* **INSTRUCTIONS FOR THE TASK**:
Give the count of lines in the data that include "operation", with no other words.

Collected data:
══════════════════════════════

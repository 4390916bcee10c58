//! Error types for the data layer.
//!
//! All errors are propagated via [`DbError`] which wraps the underlying
//! [`sqlx`] errors with additional context about which operation failed.

/// Errors that can occur in the data layer.
#[derive(Debug, thiserror::Error)]
pub enum DbError {
    /// A `PostgreSQL` operation failed.
    #[error("PostgreSQL error: {0}")]
    Postgres(#[from] sqlx::Error),

    /// A `PostgreSQL` migration failed.
    #[error("PostgreSQL migration error: {0}")]
    Migration(#[from] sqlx::migrate::MigrateError),

    /// A serialization or deserialization error.
    #[error("Serialization error: {0}")]
    Serialization(#[from] serde_json::Error),

    /// A write collided with a unique constraint.
    #[error("Conflict: {0}")]
    Conflict(String),

    /// A write referenced a row that does not exist.
    #[error("Missing reference: {0}")]
    MissingReference(String),

    /// A stored value could not be mapped back onto its Rust type.
    #[error("Corrupt row in {table}: {detail}")]
    Corrupt {
        /// Table the row came from.
        table: &'static str,
        /// What could not be decoded.
        detail: String,
    },

    /// A configuration error.
    #[error("Configuration error: {0}")]
    Config(String),
}

impl DbError {
    /// Build a [`DbError::Corrupt`] for `table`.
    pub fn corrupt(table: &'static str, detail: impl Into<String>) -> Self {
        Self::Corrupt {
            table,
            detail: detail.into(),
        }
    }

    /// Map constraint violations of a write onto [`DbError::Conflict`]
    /// (unique) or [`DbError::MissingReference`] (foreign key), leaving
    /// other errors as [`DbError::Postgres`].
    pub fn from_write(err: sqlx::Error, what: &str) -> Self {
        if let sqlx::Error::Database(db) = &err {
            if db.is_unique_violation() {
                return Self::Conflict(format!("{what} already exists"));
            }
            if db.is_foreign_key_violation() {
                return Self::MissingReference(format!("{what} references a missing row"));
            }
        }
        Self::Postgres(err)
    }
}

══════════════════════════════

* **ANSWER BOX**:
2